Data listing:
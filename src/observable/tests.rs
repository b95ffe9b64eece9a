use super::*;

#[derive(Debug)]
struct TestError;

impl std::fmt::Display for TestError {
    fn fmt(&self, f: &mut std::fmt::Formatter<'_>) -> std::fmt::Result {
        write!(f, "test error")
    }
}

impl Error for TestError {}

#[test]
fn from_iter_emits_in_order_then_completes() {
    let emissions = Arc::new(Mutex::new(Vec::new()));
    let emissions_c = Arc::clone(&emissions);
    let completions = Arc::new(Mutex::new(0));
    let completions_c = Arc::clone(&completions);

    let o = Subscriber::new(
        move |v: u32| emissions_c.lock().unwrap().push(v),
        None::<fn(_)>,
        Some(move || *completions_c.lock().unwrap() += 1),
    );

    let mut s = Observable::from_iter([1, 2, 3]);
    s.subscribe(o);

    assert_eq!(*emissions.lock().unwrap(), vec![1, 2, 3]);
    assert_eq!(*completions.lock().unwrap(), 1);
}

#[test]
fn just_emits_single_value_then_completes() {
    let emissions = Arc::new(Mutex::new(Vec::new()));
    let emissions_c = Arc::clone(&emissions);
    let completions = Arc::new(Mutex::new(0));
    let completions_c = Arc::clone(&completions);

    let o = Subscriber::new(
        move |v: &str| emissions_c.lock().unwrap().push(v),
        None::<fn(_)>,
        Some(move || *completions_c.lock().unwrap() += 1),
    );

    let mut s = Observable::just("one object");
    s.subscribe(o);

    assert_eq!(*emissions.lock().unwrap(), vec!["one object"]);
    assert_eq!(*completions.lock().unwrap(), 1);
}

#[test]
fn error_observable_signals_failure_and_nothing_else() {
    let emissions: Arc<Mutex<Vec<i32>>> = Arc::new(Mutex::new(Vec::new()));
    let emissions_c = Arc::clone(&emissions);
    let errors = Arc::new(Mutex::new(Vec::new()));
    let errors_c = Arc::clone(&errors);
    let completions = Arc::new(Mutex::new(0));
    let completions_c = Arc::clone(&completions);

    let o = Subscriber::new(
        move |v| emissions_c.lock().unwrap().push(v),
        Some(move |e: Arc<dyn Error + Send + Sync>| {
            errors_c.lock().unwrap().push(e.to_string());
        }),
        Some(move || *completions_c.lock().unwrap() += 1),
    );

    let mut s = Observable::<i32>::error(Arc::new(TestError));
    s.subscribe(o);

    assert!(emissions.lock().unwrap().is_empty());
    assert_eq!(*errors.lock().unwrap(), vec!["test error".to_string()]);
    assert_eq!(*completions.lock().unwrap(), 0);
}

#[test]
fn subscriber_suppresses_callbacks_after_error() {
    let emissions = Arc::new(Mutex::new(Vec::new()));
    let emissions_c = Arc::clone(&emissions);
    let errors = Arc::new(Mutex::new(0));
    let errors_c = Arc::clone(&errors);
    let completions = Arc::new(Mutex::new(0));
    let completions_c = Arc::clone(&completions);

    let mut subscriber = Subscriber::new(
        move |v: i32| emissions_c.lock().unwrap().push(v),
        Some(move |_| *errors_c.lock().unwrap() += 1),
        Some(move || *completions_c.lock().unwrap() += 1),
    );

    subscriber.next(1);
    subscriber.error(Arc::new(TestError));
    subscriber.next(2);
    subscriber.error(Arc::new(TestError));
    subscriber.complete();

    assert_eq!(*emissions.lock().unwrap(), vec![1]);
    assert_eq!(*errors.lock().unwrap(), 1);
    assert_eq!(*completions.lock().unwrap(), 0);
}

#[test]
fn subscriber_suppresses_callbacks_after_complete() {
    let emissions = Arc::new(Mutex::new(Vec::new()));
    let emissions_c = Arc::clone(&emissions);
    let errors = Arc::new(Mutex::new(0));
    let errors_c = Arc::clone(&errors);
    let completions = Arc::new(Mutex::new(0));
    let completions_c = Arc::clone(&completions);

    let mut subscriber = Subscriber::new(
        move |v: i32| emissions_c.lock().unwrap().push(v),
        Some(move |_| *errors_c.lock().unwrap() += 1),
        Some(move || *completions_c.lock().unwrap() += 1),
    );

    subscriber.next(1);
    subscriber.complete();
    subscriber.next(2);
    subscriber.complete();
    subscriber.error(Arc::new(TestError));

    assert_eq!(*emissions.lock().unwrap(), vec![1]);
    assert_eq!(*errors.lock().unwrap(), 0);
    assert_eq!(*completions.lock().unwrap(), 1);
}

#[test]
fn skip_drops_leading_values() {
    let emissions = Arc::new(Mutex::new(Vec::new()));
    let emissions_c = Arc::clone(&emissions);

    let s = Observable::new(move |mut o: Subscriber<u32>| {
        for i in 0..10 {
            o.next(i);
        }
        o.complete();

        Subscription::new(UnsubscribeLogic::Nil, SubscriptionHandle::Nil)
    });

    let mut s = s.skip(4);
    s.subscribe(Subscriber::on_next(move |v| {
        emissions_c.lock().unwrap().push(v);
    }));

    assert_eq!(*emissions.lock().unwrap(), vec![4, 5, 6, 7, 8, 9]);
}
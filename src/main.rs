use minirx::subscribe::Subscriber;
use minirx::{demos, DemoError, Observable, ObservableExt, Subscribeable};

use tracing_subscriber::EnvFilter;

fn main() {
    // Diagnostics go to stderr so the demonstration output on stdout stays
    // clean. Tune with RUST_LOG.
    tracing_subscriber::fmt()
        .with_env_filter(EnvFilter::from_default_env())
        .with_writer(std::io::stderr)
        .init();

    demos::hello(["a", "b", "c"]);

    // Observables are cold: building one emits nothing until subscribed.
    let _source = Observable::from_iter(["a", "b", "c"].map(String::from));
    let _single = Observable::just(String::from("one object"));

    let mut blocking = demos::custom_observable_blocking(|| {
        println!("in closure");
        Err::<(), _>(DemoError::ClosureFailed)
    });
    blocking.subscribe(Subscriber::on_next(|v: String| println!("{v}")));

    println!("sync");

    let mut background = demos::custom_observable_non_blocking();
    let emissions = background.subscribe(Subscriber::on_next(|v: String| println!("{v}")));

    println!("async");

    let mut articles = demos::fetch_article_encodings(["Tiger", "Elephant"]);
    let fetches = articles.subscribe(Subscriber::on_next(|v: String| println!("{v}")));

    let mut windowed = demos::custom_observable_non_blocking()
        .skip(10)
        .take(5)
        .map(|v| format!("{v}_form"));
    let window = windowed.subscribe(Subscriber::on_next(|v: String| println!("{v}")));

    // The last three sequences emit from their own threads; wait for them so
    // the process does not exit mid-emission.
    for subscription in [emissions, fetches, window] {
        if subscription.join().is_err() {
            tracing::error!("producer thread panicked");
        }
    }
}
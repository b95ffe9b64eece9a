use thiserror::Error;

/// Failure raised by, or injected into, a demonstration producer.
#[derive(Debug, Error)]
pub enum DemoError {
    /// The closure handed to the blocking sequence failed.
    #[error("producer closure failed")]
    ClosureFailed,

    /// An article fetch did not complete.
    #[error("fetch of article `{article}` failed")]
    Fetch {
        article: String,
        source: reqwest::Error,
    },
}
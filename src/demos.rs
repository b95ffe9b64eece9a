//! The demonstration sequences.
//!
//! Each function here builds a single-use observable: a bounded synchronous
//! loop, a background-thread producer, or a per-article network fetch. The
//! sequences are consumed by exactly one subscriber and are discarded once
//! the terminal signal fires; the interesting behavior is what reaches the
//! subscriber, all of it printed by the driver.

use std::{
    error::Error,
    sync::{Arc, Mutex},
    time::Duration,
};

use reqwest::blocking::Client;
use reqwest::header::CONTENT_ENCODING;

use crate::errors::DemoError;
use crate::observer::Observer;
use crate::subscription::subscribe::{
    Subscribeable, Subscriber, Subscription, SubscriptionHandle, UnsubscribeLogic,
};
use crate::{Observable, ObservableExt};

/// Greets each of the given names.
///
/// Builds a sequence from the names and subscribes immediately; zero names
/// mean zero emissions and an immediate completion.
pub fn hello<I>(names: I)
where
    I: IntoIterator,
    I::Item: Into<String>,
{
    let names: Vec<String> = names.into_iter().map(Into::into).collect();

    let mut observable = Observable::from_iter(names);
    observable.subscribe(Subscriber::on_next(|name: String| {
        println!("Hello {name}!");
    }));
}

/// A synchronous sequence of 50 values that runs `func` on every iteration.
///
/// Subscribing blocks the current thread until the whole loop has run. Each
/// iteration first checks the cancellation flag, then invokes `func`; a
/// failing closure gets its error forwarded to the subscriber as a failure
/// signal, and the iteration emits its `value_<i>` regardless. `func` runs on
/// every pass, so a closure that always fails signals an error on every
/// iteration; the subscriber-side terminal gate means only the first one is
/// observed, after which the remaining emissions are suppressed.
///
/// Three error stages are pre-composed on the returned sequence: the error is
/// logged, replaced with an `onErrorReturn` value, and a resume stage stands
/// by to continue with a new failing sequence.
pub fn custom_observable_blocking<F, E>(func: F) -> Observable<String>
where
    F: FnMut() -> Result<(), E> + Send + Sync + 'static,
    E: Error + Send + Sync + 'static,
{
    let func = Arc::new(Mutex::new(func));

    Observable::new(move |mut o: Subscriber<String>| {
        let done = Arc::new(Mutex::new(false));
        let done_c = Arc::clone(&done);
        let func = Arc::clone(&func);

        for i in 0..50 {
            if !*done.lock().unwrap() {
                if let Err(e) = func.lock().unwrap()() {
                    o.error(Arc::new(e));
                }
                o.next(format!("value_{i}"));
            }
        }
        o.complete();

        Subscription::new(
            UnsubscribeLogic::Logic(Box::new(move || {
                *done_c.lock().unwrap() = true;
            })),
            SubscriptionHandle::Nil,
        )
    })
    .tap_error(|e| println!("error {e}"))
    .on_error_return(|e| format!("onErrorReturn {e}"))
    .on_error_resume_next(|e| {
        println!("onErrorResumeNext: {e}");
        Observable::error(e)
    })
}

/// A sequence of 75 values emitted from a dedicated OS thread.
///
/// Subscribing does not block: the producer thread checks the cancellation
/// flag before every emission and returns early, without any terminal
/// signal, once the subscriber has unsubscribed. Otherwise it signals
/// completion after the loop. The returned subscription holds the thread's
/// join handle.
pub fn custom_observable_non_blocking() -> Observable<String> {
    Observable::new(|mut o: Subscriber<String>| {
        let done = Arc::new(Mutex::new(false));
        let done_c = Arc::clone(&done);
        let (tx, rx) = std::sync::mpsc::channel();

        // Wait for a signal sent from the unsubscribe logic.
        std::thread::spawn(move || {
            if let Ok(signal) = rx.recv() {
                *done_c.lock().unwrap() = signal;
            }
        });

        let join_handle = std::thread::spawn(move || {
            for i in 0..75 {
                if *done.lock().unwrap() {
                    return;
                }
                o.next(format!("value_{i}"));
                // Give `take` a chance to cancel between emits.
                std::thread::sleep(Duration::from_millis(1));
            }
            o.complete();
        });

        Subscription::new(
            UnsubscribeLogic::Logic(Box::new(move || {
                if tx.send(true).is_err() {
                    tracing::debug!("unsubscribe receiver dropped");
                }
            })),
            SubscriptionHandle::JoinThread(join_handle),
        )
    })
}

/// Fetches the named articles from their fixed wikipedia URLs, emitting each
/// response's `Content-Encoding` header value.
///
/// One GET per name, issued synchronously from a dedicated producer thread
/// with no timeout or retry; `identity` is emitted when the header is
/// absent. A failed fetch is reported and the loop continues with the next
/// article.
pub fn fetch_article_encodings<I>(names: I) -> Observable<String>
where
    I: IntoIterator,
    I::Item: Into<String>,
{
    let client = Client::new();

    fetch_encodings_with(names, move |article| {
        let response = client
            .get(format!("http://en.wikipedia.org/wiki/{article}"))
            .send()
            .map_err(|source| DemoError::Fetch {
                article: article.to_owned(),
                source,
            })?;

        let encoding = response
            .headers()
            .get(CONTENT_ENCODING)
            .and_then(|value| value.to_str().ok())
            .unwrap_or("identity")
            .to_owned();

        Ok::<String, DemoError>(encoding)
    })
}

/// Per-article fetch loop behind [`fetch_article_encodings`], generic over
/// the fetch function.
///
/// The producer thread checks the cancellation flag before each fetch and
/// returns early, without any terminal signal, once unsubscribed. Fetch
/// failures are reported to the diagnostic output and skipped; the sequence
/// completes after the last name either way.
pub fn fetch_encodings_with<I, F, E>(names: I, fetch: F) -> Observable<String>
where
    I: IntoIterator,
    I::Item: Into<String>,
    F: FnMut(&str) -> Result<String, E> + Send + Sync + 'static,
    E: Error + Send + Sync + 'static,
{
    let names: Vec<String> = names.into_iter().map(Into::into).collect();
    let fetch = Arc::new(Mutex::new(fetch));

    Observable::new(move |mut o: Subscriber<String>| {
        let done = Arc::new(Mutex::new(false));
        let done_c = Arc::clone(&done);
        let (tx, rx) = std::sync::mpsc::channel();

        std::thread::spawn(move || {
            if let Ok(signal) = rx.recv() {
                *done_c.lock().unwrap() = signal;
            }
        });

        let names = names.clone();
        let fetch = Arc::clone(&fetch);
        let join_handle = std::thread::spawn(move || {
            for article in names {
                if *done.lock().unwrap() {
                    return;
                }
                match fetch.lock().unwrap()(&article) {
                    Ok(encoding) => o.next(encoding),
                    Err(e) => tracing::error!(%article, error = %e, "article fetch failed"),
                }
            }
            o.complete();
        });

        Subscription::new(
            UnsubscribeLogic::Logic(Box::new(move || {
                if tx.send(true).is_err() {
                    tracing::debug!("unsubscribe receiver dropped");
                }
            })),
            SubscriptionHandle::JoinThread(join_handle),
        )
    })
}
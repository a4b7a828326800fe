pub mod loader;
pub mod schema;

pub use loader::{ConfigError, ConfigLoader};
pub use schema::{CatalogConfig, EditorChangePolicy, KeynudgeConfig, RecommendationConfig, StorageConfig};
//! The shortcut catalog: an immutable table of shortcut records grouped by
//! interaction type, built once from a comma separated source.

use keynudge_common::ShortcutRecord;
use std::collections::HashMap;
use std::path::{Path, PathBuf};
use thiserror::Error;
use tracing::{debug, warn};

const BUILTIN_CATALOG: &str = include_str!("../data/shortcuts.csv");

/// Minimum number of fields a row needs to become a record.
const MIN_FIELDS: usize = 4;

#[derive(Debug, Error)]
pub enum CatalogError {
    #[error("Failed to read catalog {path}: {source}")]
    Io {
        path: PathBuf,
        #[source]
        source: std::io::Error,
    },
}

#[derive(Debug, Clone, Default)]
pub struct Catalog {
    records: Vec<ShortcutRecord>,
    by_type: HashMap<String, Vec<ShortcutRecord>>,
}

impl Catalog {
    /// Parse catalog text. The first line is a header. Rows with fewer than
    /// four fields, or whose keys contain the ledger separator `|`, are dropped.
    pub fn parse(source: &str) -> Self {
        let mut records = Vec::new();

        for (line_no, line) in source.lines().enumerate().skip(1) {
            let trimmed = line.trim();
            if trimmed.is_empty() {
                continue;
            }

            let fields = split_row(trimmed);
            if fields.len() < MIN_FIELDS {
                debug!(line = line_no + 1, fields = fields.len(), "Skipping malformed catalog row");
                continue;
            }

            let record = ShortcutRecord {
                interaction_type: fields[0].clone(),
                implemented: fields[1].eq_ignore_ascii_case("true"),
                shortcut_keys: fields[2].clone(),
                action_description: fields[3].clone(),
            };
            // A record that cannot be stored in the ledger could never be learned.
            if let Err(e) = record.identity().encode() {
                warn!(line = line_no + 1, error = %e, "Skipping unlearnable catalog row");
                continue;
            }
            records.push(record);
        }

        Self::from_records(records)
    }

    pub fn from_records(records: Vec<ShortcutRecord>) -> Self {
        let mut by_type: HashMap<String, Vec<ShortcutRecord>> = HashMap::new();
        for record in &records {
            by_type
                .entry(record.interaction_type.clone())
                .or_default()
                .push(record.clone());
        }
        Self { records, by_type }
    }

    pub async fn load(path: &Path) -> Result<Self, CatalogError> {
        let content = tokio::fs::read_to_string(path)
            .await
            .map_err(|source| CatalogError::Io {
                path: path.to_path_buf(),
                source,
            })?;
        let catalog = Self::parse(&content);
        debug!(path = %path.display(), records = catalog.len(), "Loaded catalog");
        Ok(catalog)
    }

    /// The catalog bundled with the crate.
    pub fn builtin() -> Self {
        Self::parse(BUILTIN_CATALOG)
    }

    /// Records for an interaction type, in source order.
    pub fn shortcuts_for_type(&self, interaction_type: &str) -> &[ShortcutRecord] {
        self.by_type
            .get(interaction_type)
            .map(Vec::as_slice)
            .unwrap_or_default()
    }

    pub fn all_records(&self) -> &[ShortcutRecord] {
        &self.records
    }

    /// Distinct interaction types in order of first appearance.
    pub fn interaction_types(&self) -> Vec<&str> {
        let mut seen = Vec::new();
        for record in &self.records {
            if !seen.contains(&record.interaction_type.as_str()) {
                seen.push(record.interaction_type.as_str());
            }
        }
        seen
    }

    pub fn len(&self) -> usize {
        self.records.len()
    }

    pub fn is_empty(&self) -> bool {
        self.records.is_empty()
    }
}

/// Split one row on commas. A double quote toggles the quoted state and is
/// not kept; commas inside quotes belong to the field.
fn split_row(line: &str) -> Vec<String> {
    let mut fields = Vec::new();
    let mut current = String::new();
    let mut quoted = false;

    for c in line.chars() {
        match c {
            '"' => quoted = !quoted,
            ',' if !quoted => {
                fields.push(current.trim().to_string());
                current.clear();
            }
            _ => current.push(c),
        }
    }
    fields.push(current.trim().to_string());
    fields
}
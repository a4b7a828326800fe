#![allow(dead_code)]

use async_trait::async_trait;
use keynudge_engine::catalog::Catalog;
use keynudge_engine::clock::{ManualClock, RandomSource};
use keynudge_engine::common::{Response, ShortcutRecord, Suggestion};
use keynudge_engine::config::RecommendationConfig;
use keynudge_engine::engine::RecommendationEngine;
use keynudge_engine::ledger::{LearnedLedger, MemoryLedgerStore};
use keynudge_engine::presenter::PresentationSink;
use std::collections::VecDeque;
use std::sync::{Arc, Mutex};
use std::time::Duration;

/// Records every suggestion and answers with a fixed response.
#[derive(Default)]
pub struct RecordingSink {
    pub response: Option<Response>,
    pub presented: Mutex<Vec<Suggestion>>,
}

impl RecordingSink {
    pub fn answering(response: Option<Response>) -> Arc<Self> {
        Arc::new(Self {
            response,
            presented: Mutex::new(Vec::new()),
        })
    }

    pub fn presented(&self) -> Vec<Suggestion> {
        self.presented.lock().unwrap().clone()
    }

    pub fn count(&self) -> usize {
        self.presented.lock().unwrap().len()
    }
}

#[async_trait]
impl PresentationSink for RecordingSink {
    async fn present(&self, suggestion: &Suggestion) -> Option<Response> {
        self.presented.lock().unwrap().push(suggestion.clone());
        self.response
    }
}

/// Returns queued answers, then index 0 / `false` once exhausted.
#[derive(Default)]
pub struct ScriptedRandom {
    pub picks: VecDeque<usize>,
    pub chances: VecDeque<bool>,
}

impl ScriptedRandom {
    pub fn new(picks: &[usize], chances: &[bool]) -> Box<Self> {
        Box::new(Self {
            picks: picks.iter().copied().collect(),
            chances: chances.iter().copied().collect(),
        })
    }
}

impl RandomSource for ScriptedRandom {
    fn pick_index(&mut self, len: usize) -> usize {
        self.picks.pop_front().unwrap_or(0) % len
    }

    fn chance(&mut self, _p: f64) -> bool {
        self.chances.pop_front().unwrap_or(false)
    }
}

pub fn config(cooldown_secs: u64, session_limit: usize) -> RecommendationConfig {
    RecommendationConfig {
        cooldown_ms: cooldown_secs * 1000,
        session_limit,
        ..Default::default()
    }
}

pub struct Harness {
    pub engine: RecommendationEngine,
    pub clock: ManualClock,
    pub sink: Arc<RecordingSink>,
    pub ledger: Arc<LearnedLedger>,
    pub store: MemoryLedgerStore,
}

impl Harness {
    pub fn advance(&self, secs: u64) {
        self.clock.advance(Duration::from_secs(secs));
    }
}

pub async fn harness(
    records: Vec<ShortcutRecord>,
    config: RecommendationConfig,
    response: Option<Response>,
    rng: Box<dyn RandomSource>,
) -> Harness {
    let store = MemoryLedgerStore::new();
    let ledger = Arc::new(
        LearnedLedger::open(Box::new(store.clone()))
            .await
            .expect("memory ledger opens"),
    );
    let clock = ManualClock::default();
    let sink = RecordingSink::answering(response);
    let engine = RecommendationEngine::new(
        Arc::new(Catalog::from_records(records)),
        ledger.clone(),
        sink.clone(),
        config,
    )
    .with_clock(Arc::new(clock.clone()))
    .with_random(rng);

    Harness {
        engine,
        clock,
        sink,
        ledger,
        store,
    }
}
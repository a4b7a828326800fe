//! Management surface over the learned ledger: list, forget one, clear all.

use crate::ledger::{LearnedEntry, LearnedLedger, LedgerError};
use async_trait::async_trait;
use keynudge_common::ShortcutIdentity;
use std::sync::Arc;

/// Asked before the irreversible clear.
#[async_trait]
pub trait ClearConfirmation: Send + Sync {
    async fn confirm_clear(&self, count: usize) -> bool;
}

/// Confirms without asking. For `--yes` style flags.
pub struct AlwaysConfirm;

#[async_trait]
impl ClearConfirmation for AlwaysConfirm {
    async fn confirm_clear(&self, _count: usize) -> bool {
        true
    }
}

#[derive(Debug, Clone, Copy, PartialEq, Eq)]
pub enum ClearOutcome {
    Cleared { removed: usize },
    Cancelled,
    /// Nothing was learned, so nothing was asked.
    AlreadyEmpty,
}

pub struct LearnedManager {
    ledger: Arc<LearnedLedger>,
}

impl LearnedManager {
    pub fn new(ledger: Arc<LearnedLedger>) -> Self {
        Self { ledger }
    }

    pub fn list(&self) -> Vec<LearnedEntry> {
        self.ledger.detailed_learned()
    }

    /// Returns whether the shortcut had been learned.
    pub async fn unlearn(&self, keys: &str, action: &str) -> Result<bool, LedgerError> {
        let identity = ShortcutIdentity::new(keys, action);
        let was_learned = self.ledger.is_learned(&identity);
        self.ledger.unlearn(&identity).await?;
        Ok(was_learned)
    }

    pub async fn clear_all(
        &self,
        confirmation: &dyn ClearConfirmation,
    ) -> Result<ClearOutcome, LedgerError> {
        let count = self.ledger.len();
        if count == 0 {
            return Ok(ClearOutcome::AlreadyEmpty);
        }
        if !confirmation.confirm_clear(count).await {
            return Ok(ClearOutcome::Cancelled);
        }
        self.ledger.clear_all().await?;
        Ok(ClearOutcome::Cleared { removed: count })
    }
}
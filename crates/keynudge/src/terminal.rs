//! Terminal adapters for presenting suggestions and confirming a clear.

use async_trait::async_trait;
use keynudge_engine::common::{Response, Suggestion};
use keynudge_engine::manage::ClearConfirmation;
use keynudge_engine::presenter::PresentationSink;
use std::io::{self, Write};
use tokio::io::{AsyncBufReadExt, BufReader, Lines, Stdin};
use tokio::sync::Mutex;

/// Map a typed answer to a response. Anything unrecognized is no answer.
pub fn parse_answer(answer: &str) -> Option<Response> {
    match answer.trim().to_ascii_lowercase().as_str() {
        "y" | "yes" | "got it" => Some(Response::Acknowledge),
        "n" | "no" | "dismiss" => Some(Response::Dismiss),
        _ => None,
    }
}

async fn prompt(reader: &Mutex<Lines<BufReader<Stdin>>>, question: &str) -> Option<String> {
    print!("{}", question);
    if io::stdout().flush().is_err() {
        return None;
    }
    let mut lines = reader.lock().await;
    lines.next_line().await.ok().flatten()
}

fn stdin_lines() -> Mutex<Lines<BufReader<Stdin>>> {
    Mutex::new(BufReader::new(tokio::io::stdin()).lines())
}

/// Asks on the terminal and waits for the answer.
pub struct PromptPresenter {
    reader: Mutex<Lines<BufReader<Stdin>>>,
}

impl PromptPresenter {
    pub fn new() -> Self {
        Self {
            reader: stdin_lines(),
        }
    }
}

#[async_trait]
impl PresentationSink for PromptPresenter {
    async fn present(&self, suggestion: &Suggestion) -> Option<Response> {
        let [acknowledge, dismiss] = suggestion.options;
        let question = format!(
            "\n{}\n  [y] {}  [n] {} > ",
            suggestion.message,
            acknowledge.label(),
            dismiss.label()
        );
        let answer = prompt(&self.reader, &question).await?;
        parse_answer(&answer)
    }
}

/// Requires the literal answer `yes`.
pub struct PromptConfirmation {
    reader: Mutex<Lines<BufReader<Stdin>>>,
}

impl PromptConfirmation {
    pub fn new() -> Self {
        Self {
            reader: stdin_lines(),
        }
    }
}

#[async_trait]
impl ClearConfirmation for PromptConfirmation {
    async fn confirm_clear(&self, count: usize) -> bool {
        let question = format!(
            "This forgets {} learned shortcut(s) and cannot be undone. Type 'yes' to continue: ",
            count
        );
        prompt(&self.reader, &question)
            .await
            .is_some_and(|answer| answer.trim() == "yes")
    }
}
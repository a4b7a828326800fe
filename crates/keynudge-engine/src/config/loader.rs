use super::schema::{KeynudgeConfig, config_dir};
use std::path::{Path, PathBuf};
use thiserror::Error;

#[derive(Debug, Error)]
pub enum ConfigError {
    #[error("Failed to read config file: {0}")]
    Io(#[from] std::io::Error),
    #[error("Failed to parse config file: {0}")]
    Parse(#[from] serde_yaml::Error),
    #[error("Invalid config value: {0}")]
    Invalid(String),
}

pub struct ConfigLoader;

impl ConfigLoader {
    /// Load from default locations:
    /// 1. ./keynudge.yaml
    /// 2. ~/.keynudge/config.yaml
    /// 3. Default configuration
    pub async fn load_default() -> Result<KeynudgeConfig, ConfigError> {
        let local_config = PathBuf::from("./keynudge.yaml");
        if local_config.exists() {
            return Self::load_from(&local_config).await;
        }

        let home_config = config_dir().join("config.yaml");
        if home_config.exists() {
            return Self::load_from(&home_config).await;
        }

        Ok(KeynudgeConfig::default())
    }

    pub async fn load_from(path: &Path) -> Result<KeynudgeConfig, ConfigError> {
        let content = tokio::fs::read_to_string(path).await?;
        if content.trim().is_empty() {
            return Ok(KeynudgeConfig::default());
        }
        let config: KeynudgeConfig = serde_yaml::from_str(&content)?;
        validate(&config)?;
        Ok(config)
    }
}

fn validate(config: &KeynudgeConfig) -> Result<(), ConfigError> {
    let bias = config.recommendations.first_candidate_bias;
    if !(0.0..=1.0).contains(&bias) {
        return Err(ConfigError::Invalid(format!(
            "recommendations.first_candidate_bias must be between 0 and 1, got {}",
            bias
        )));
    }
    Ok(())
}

Directions for this task:
Please tally each line in the material above that contains "stderr", and let the number be your entire reply.

Written answer:
2